BEGIN PROVIDED ENTRIES
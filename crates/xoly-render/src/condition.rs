//! Boolean conditions for `if`, `elseif` and `loop condition`.
//!
//! Deliberately small: operands are variables, literals and `#name#`
//! references; operators are comparisons, `contains`, `and`/`or`/`not` and
//! parentheses. There is no arithmetic and no function calls.
//!
//! ```text
//! or      := and (("or" | "||") and)*
//! and     := not (("and" | "&&") not)*
//! not     := ("not" | "!") not | compare
//! compare := operand (op operand)?
//! operand := number | string | "true" | "false" | name | "#" name "#" | "(" or ")"
//! ```

use crate::scope::Scope;
use crate::value::Value;
use std::cmp::Ordering;

/// Cap on `not` and parenthesis nesting; evaluation recurses per level.
const MAX_NESTING: usize = 64;

/// Why a condition could not be evaluated.
#[derive(Debug, Clone, PartialEq, Eq, thiserror::Error)]
pub enum ConditionError {
    #[error("{0}")]
    Syntax(String),
    #[error("undefined variable '{0}'")]
    Undefined(String),
}

#[derive(Debug, Clone, PartialEq)]
enum Token {
    Number(f64),
    Str(String),
    Name(String),
    Op(Op),
    And,
    Or,
    Not,
    LParen,
    RParen,
}

#[derive(Debug, Clone, Copy, PartialEq, Eq)]
enum Op {
    Eq,
    Neq,
    Gt,
    Gte,
    Lt,
    Lte,
    Contains,
}

/// Evaluate `source` against `scope`.
pub fn evaluate(source: &str, scope: &Scope) -> Result<bool, ConditionError> {
    let tokens = tokenize(source)?;
    if tokens.is_empty() {
        return Err(ConditionError::Syntax("empty condition".into()));
    }

    let mut eval = Evaluator {
        tokens,
        pos: 0,
        depth: 0,
        scope,
    };
    let value = eval.or()?;
    if let Some(extra) = eval.tokens.get(eval.pos) {
        return Err(ConditionError::Syntax(format!("unexpected {extra:?}")));
    }
    Ok(value.is_truthy())
}

fn tokenize(source: &str) -> Result<Vec<Token>, ConditionError> {
    let chars: Vec<char> = source.chars().collect();
    let mut tokens = Vec::new();
    let mut i = 0;

    while i < chars.len() {
        let c = chars[i];
        let next = chars.get(i + 1).copied().unwrap_or('\0');
        match c {
            c if c.is_whitespace() => i += 1,
            '(' => {
                tokens.push(Token::LParen);
                i += 1;
            }
            ')' => {
                tokens.push(Token::RParen);
                i += 1;
            }
            '"' | '\'' => {
                let mut value = String::new();
                i += 1;
                loop {
                    match chars.get(i) {
                        None => return Err(ConditionError::Syntax("unterminated string".into())),
                        Some(&q) if q == c && chars.get(i + 1) == Some(&c) => {
                            value.push(c);
                            i += 2;
                        }
                        Some(&q) if q == c => {
                            i += 1;
                            break;
                        }
                        Some(&other) => {
                            value.push(other);
                            i += 1;
                        }
                    }
                }
                tokens.push(Token::Str(value));
            }
            '#' => {
                let close = chars[i + 1..]
                    .iter()
                    .position(|&c| c == '#')
                    .ok_or_else(|| ConditionError::Syntax("unmatched '#'".into()))?;
                let name: String = chars[i + 1..i + 1 + close].iter().collect();
                tokens.push(Token::Name(name.trim().to_string()));
                i += close + 2;
            }
            '=' if next == '=' => {
                tokens.push(Token::Op(Op::Eq));
                i += 2;
            }
            '!' if next == '=' => {
                tokens.push(Token::Op(Op::Neq));
                i += 2;
            }
            '!' => {
                tokens.push(Token::Not);
                i += 1;
            }
            '<' if next == '>' => {
                tokens.push(Token::Op(Op::Neq));
                i += 2;
            }
            '<' if next == '=' => {
                tokens.push(Token::Op(Op::Lte));
                i += 2;
            }
            '>' if next == '=' => {
                tokens.push(Token::Op(Op::Gte));
                i += 2;
            }
            '<' => {
                tokens.push(Token::Op(Op::Lt));
                i += 1;
            }
            '>' => {
                tokens.push(Token::Op(Op::Gt));
                i += 1;
            }
            '&' if next == '&' => {
                tokens.push(Token::And);
                i += 2;
            }
            '|' if next == '|' => {
                tokens.push(Token::Or);
                i += 2;
            }
            c if c.is_ascii_digit() || (c == '-' && next.is_ascii_digit()) => {
                let start = i;
                i += 1;
                while i < chars.len() && (chars[i].is_ascii_digit() || chars[i] == '.') {
                    i += 1;
                }
                let text: String = chars[start..i].iter().collect();
                let n = text
                    .parse()
                    .map_err(|_| ConditionError::Syntax(format!("invalid number '{text}'")))?;
                tokens.push(Token::Number(n));
            }
            c if c.is_alphabetic() || c == '_' => {
                let start = i;
                while i < chars.len()
                    && (chars[i].is_alphanumeric() || chars[i] == '_' || chars[i] == '.')
                {
                    i += 1;
                }
                let word: String = chars[start..i].iter().collect();
                let token = keyword_or_name(word, &mut tokens);
                tokens.push(token);
            }
            other => return Err(ConditionError::Syntax(format!("unexpected character '{other}'"))),
        }
    }

    Ok(tokens)
}

/// Classify a word. `is not` folds into a single inequality.
fn keyword_or_name(word: String, tokens: &mut Vec<Token>) -> Token {
    match word.to_ascii_lowercase().as_str() {
        "and" => Token::And,
        "or" => Token::Or,
        "not" if tokens.last() == Some(&Token::Op(Op::Eq)) => {
            tokens.pop();
            Token::Op(Op::Neq)
        }
        "not" => Token::Not,
        "eq" | "is" | "equal" => Token::Op(Op::Eq),
        "neq" | "nequal" => Token::Op(Op::Neq),
        "gt" => Token::Op(Op::Gt),
        "gte" | "ge" => Token::Op(Op::Gte),
        "lt" => Token::Op(Op::Lt),
        "lte" | "le" => Token::Op(Op::Lte),
        "contains" => Token::Op(Op::Contains),
        _ => Token::Name(word),
    }
}

struct Evaluator<'s> {
    tokens: Vec<Token>,
    pos: usize,
    depth: usize,
    scope: &'s Scope,
}

impl Evaluator<'_> {
    fn or(&mut self) -> Result<Value, ConditionError> {
        let mut left = self.and()?;
        while self.eat(&Token::Or) {
            let right = self.and()?;
            left = Value::Bool(left.is_truthy() || right.is_truthy());
        }
        Ok(left)
    }

    fn and(&mut self) -> Result<Value, ConditionError> {
        let mut left = self.not()?;
        while self.eat(&Token::And) {
            let right = self.not()?;
            left = Value::Bool(left.is_truthy() && right.is_truthy());
        }
        Ok(left)
    }

    fn not(&mut self) -> Result<Value, ConditionError> {
        if self.eat(&Token::Not) {
            let inner = self.nested(Self::not)?;
            return Ok(Value::Bool(!inner.is_truthy()));
        }
        self.compare()
    }

    fn compare(&mut self) -> Result<Value, ConditionError> {
        let left = self.operand()?;
        let Some(Token::Op(op)) = self.tokens.get(self.pos).cloned() else {
            return Ok(left);
        };
        self.pos += 1;
        let right = self.operand()?;
        Ok(Value::Bool(apply(op, &left, &right)))
    }

    fn operand(&mut self) -> Result<Value, ConditionError> {
        let token = self
            .tokens
            .get(self.pos)
            .cloned()
            .ok_or_else(|| ConditionError::Syntax("unexpected end of condition".into()))?;
        self.pos += 1;

        match token {
            Token::Number(n) => Ok(Value::Number(n)),
            Token::Str(s) => Ok(Value::String(s)),
            Token::Name(name) => match name.to_ascii_lowercase().as_str() {
                "true" => Ok(Value::Bool(true)),
                "false" => Ok(Value::Bool(false)),
                _ => self
                    .scope
                    .get(&name)
                    .cloned()
                    .ok_or(ConditionError::Undefined(name)),
            },
            Token::LParen => {
                let value = self.nested(Self::or)?;
                if !self.eat(&Token::RParen) {
                    return Err(ConditionError::Syntax("expected ')'".into()));
                }
                Ok(value)
            }
            other => Err(ConditionError::Syntax(format!("unexpected {other:?}"))),
        }
    }

    fn nested(
        &mut self,
        parse: fn(&mut Self) -> Result<Value, ConditionError>,
    ) -> Result<Value, ConditionError> {
        if self.depth >= MAX_NESTING {
            return Err(ConditionError::Syntax("condition nested too deeply".into()));
        }
        self.depth += 1;
        let value = parse(self);
        self.depth -= 1;
        value
    }

    fn eat(&mut self, token: &Token) -> bool {
        if self.tokens.get(self.pos) == Some(token) {
            self.pos += 1;
            true
        } else {
            false
        }
    }
}

/// Numeric comparison when both sides are numbers, otherwise
/// case-insensitive string comparison.
fn apply(op: Op, left: &Value, right: &Value) -> bool {
    let ordering = match (left, right) {
        (Value::Bool(_), _) | (_, Value::Bool(_)) => left.is_truthy().cmp(&right.is_truthy()),
        _ => match (left.as_number(), right.as_number()) {
            (Some(a), Some(b)) => a.partial_cmp(&b).unwrap_or(Ordering::Equal),
            _ => left
                .to_string()
                .to_lowercase()
                .cmp(&right.to_string().to_lowercase()),
        },
    };

    match op {
        Op::Eq => ordering == Ordering::Equal,
        Op::Neq => ordering != Ordering::Equal,
        Op::Gt => ordering == Ordering::Greater,
        Op::Gte => ordering != Ordering::Less,
        Op::Lt => ordering == Ordering::Less,
        Op::Lte => ordering != Ordering::Greater,
        Op::Contains => left
            .to_string()
            .to_lowercase()
            .contains(&right.to_string().to_lowercase()),
    }
}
END PROVIDED ENTRIES
● **EXERCISE DIRECTIONS**:
What lines of the data include the word "PartialEq"? Copy each of them.

● **OUTPUT OF THE TASK**:
#[derive(Debug, Clone, PartialEq, Eq, thiserror::Error)]
#[derive(Debug, Clone, PartialEq)]
#[derive(Debug, Clone, Copy, PartialEq, Eq)]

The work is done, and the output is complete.